Seniors Fair sees record numbers
The Random Age-Friendly Communities board hosted a successful Seniors’ Age-Friendly Information Fair.
The event has grown by leaps and bounds, and is now highly anticipated as a great venue to promote products and services to the seniors market.
On Oct. 18, the sixth annual Seniors’ Information Fair saw record numbers with 215 seniors participating in the event. All seniors received a Random Age-Friendly Communities tote.
Forty-one businesses and organizations from St. John’s to Gander had an opportunity to tell seniors and their family members about the products or services they offer and to showcase their ability to meet the needs of a growing market of older adults.
Four of these businesses were first-time exhibitors.
The fair has grown from 25 exhibitors in 2013 to 41in 2018. The organizers are pleased that the Clarenville Middle School can accommodate such a large numbers of exhibitors.
Leo Bonnell, vice-chair of Random Age-Friendly Communities emceed the event while Deputy Mayor Heber Smith brought greetings on behalf of the Town of Clarenville. Smith thanked the Random Age-Friendly Communities organization for the work they put into offering such a huge event and indicated how proud the town is to have such a worthwhile and essential event for our seniors.
Terra Nova MHA Colin Holloway echoed Smith’s comments about how valuable and meaningful such events are to our seniors.
President Robert Rogers spoke on behalf of the NL 50+ Federation. The Newfoundland and Labrador 50 + Federation Inc. is an umbrella organization that represents over 132 clubs and groups in the province. The federation is devoted to the welfare and best interests of the seniors of Newfoundland and Labrador.

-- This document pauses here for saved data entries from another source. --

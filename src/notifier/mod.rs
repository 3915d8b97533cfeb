/// 알림 게이트웨이
/// 메일/푸시 발송은 외부 워커 담당. 여기서는 커밋 이후 한 번만 시도하고 결과를 기다리지 않는다.
// region:    --- Imports
use crate::auth::UserProfile;
use crate::message_broker::KafkaProducer;
use crate::store::AuctionStore;
use async_trait::async_trait;
use serde::{Deserialize, Serialize};
use std::sync::Arc;
use tokio::task::JoinHandle;
use tracing::{error, info, warn};

// endregion: --- Imports

// region:    --- Notification
#[derive(Debug, Clone, PartialEq, Eq, Serialize, Deserialize)]
#[serde(tag = "type", rename_all = "snake_case")]
pub enum Notification {
    // 낙찰 알림
    Win {
        email: String,
        username: String,
        auction_title: String,
        amount: i64,
        auction_id: i64,
    },
    // 경매 승인 알림
    Approval {
        email: String,
        username: String,
        auction_title: String,
        auction_id: i64,
    },
    // 판매자용 종료 알림 (입찰이 없으면 final_price 없음)
    AuctionEnded {
        email: String,
        username: String,
        auction_title: String,
        auction_id: i64,
        final_price: Option<i64>,
    },
    // 핫한 경매 선정 알림
    Hot {
        email: String,
        username: String,
        auction_title: String,
        auction_id: i64,
    },
}

impl Notification {
    pub fn auction_id(&self) -> i64 {
        match self {
            Notification::Win { auction_id, .. }
            | Notification::Approval { auction_id, .. }
            | Notification::AuctionEnded { auction_id, .. }
            | Notification::Hot { auction_id, .. } => *auction_id,
        }
    }

    pub fn kind(&self) -> &'static str {
        match self {
            Notification::Win { .. } => "win",
            Notification::Approval { .. } => "approval",
            Notification::AuctionEnded { .. } => "auction_ended",
            Notification::Hot { .. } => "hot",
        }
    }
}
// endregion: --- Notification

// region:    --- Notifier Trait
#[async_trait]
pub trait Notifier: Send + Sync {
    async fn notify(&self, notification: Notification) -> Result<(), String>;
}

/// Kafka 토픽으로 알림 발행 (key = 경매 id)
pub struct KafkaNotifier {
    producer: Arc<KafkaProducer>,
    topic: String,
}

impl KafkaNotifier {
    pub fn new(producer: Arc<KafkaProducer>, topic: impl Into<String>) -> Self {
        Self {
            producer,
            topic: topic.into(),
        }
    }
}

#[async_trait]
impl Notifier for KafkaNotifier {
    async fn notify(&self, notification: Notification) -> Result<(), String> {
        let payload = serde_json::to_string(&notification).map_err(|e| e.to_string())?;
        self.producer
            .send_message(
                &self.topic,
                &notification.auction_id().to_string(),
                &payload,
            )
            .await
    }
}

/// 브로커가 없을 때 알림을 로그로만 남김
#[derive(Debug, Default, Clone, Copy)]
pub struct TracingNotifier;

#[async_trait]
impl Notifier for TracingNotifier {
    async fn notify(&self, notification: Notification) -> Result<(), String> {
        info!(
            "{:<12} --> 알림({}) 경매 id: {} {:?}",
            "Notifier",
            notification.kind(),
            notification.auction_id(),
            notification
        );
        Ok(())
    }
}
// endregion: --- Notifier Trait

// region:    --- Notification Gateway
/// 사용자 조회 + 알림 발송을 백그라운드 태스크로 처리
#[derive(Clone)]
pub struct NotificationGateway {
    directory: Arc<dyn AuctionStore>,
    notifier: Arc<dyn Notifier>,
}

impl NotificationGateway {
    pub fn new(directory: Arc<dyn AuctionStore>, notifier: Arc<dyn Notifier>) -> Self {
        Self {
            directory,
            notifier,
        }
    }

    /// 수신자 조회 후 알림 발송 (fire-and-forget)
    pub fn send_to<F>(&self, user_id: i64, build: F) -> JoinHandle<()>
    where
        F: FnOnce(UserProfile) -> Notification + Send + 'static,
    {
        let directory = Arc::clone(&self.directory);
        let notifier = Arc::clone(&self.notifier);
        tokio::spawn(async move {
            let profile = match directory.user_profile(user_id).await {
                Ok(Some(profile)) => profile,
                Ok(None) => {
                    warn!(
                        "{:<12} --> 알림 수신자를 찾을 수 없음 user_id: {}",
                        "Notifier", user_id
                    );
                    return;
                }
                Err(e) => {
                    error!("{:<12} --> 알림 수신자 조회 실패: {:?}", "Notifier", e);
                    return;
                }
            };

            let notification = build(profile);
            let kind = notification.kind();
            if let Err(e) = notifier.notify(notification).await {
                error!(
                    "{:<12} --> 알림({}) 발송 실패 user_id: {}, {}",
                    "Notifier", kind, user_id, e
                );
            }
        })
    }
}
// endregion: --- Notification Gateway

// endregion: --- Tests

The Fair provided valuable information on medical alarms, care givers, prescription drugs, home care services, banking, legal, health, dental, nutrition, eye care, hearing services, grocery services, debt relief, fitness and recreation, government programs, Red Cross services, funeral services and solutions, real estate, therapeutic rehabilitation, Canadian Cancer Society supports, furniture, home health aids, income tax preparation, driver safety, violence prevention, disability resources, energy conservation, housing support services, police, Clarenville Region Extended Seniors’ Transportation (CREST), etcetera.

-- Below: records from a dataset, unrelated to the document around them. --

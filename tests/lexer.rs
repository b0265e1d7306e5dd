//! Lexer output as seen through the tree dump and the fluent assertions

use tagfmt::markup::testing::assert_tokens;
use tagfmt::markup::token::TokenKind;
use tagfmt::markup::{tokenize, FormatError, InputLimits, Lexer};

#[test]
fn empty_text_is_only_eos() {
    let tree = tokenize("").unwrap();
    insta::assert_snapshot!(tree.to_string(), @r"
    FullTextToken(
    EosToken()
    )
    ");
}

#[test]
fn escaped_tag_is_a_word() {
    let tree = tokenize("\\<tag>").unwrap();
    assert_tokens(&tree)
        .count(2)
        .token(0, |t| t.kind(TokenKind::Word).text("<tag>").length(5))
        .ends_with_eos();
}

#[test]
fn lone_angle_brackets_are_words() {
    let tree = tokenize("< <tag> >").unwrap();
    insta::assert_snapshot!(tree.to_string(), @r"
    FullTextToken(
    WordToken(<)
    SeparatorToken( )
    FullTagToken(TagToken<tag>)
    SeparatorToken( )
    WordToken(>)
    EosToken()
    )
    ");
}

#[test]
fn multi_clause_tag_and_close_all() {
    let tree = tokenize("word1 <tag1;tag2=att1,att2>word2</>").unwrap();
    insta::assert_snapshot!(tree.to_string(), @r"
    FullTextToken(
    WordToken(word1)
    SeparatorToken( )
    FullTagToken(TagToken<tag1>+TagToken<tag2=att1,att2>)
    WordToken(word2)
    FullTagToken()
    EosToken()
    )
    ");

    assert_tokens(&tree)
        .count(6)
        .token(2, |t| {
            t.full_tag("<tag1;tag2=att1,att2>")
                .tags(&["tag1", "tag2"])
                .tag_values(0, &[])
                .tag_values(1, &["att1", "att2"])
                .length(0)
        })
        .token(4, |t| t.full_tag("</>").tags(&[]))
        .ends_with_eos();
}

#[test]
fn close_and_self_closed_tags_are_marked() {
    let tree = tokenize("<wrap=2/>a</info>").unwrap();
    insta::assert_snapshot!(tree.to_string(), @r"
    FullTextToken(
    FullTagToken(TagToken<wrap=2/>)
    WordToken(a)
    FullTagToken(TagToken</info>)
    EosToken()
    )
    ");
}

#[test]
fn separators_are_single_characters() {
    let tree = tokenize("a  \tb\n").unwrap();
    assert_tokens(&tree)
        .count(7)
        .token(0, |t| t.kind(TokenKind::Word).text("a"))
        .token(1, |t| t.kind(TokenKind::Separator).text(" "))
        .token(2, |t| t.kind(TokenKind::Separator).text(" "))
        .token(3, |t| t.kind(TokenKind::Separator).text("\t"))
        .token(4, |t| t.kind(TokenKind::Word).text("b"))
        .token(5, |t| t.kind(TokenKind::Separator).text("\n").length(1))
        .ends_with_eos();
}

#[test]
fn unicode_spaces_are_separators() {
    let tree = tokenize("ab\u{3000}cd\u{a0}ef").unwrap();
    assert_tokens(&tree)
        .count(6)
        .token(0, |t| t.kind(TokenKind::Word).text("ab"))
        .token(1, |t| t.kind(TokenKind::Separator).text("\u{3000}").length(2))
        .token(2, |t| t.kind(TokenKind::Word).text("cd"))
        .token(3, |t| t.kind(TokenKind::Separator).text("\u{a0}").length(1))
        .token(4, |t| t.kind(TokenKind::Word).text("ef"))
        .ends_with_eos();
}

#[test]
fn wide_characters_count_by_display_width() {
    let tree = tokenize("日本 öü").unwrap();
    assert_tokens(&tree)
        .token(0, |t| t.text("日本").length(4))
        .token(2, |t| t.text("öü").length(2));
}

#[test]
fn oversized_input_is_rejected() {
    let lexer = Lexer::with_limits(InputLimits {
        max_bytes: 8,
        max_spaces: 2,
    });
    assert!(matches!(
        lexer.tokenize("a b c d e"),
        Err(FormatError::TooLargeInput { .. })
    ));
}
//! Terminal capability detection

use std::env;

/// Emulators known to print OSC 8 hyperlink sequences as garbage
const HYPERLINK_INCOMPATIBLE: &[&str] = &["JetBrains-JediTerm"];

/// Whether the current terminal (per `TERMINAL_EMULATOR`) renders hyperlinks
pub fn supports_hyperlinks() -> bool {
    supports_hyperlinks_in(env::var("TERMINAL_EMULATOR").ok().as_deref())
}

pub fn supports_hyperlinks_in(emulator: Option<&str>) -> bool {
    !matches!(emulator, Some(name) if HYPERLINK_INCOMPATIBLE.contains(&name))
}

Two Seniors’ Groups—Twin Towns 50+ and GATHER provided information on their safe social settings where people can meet friends new and old and they extended an invitation for new members to join.
The Book and Puzzle Exchange is always a popular feature where people were encouraged to bring books and/ or puzzles for exchange or to browse through the titles that were there and take one home.
An information session on the financial assessment process was delivered by David Shea and Wanda Simmons of Eastern Health. The presentation generated a lot of good conversation and a number of questions were asked.
All participants of the Fair were served a tasty soup and sandwich luncheon. Prizes, donated by businesses and organizations in the Clarenville area, were drawn for throughout the day.
The day ended with a skit by Bill and Ruth Wells who portrayed the well-known characters of Archie and Edith Bunker. It was a great laugh.
Larry Reid, chairperson of Random Age-Friendly Communities board, says there is no doubt that the Fair was another great success.
The Fair is a great way to get practical information on services and programs to seniors. It is also a great way to promote social inclusion and education.
He thanked the local businesses and organizations for their support over the past six years and he thanked all the volunteers, especially the two high school students —Taylor and Erin Russell — who helped throughout the day. Without volunteers the Fair would not be possible.
He indicated that we’ve seen this Fair experience explosive growth and that the Random Age-Friendly Communities board will continue to work at making this event even more relevant to seniors of all ages.
He thanked the town of Clarenville for helping make Clarenville an Age-Friendly Community.
Together, the Town and Random Age-Friendly Communities have a plan to make Clarenville a great place to live and age and a top priority is access to information.
Tracey Fleming of Violence Prevention East, one of the exhibitors at the Seniors’ Age-Friendly Information Fair, provided information about her services.